Além dos investimentos mais sonantes, “que são estatais e de interesse nacional”, existem outros “menos falados e que também estão cá a operar”, como a empresa China Railway Rolling Stock Corp (CRRC) Tangshan, que fabricou as novas composições para o Metro do Porto, destaca o advogado ao ECO. Fundada em 1881 e com sede em Pequim, a CRRC Tangshan tornou-se na maior fabricante mundial de material circulante ferroviário, com mais de 180 mil trabalhadores atualmente. Chang destaca ainda o acordo entre a Salvador Caetano e a BYD que permite a distribuição dos automóveis da marca chinesa em Portugal.

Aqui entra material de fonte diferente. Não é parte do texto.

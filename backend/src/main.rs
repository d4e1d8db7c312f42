//! Backend entry-point: loads settings, migrates the database and serves the
//! REST API.

mod server;

use std::sync::Arc;

use actix_web::cookie::SameSite;
use actix_web::web;
use color_eyre::eyre::{Context, Result};
use ortho_config::OrthoConfig;
use tracing::{info, warn};
use tracing_subscriber::{EnvFilter, fmt};

use mess_backend::inbound::http::health::HealthState;
use mess_backend::outbound::identity::HttpIdentityProvider;
use mess_backend::outbound::persistence::{DbPool, PoolConfig, run_migrations};

use server::{ServerConfig, ServerSettings, create_server};

/// Application bootstrap.
#[actix_web::main]
async fn main() -> Result<()> {
    color_eyre::install()?;
    if let Err(e) = fmt()
        .with_env_filter(EnvFilter::from_default_env())
        .json()
        .try_init()
    {
        warn!(error = %e, "tracing init failed");
    }

    let settings = ServerSettings::load().wrap_err("loading settings")?;
    let database_url = settings.database_url()?;

    run_migrations(database_url)
        .await
        .wrap_err("applying migrations")?;
    let pool = DbPool::new(PoolConfig::new(database_url).with_max_size(settings.pool_max_size()))
        .await
        .wrap_err("connecting to the database")?;

    let identity = HttpIdentityProvider::new(
        settings.identity_url()?,
        settings.identity_keys()?,
        settings.identity_timeout(),
    )
    .wrap_err("building identity client")?;

    let bind_addr = settings.bind_addr()?;
    let config = ServerConfig::new(
        settings.session_key()?,
        settings.cookie_secure(),
        SameSite::Lax,
        bind_addr,
    )
    .with_expiring_window(settings.expiring_window_days()?)
    .with_calendar(settings.calendar()?);

    let health_state = web::Data::new(HealthState::new());
    let server = create_server(health_state, config, pool, Arc::new(identity))?;
    info!(%bind_addr, "listening");
    server.await?;
    Ok(())
}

No setor privado, existe também um forte interesse na construção civil, uma vez que grandes empresas chinesas têm parcerias com a Mota-Engil e a Teixeira Duarte e querem continuar a desenvolver projetos, embora isso implique a necessidade de trazer trabalhadores especializados para Portugal. Esta diversificação de investimentos reflete uma estratégia abrangente que visa estabelecer presença em múltiplos setores da economia portuguesa.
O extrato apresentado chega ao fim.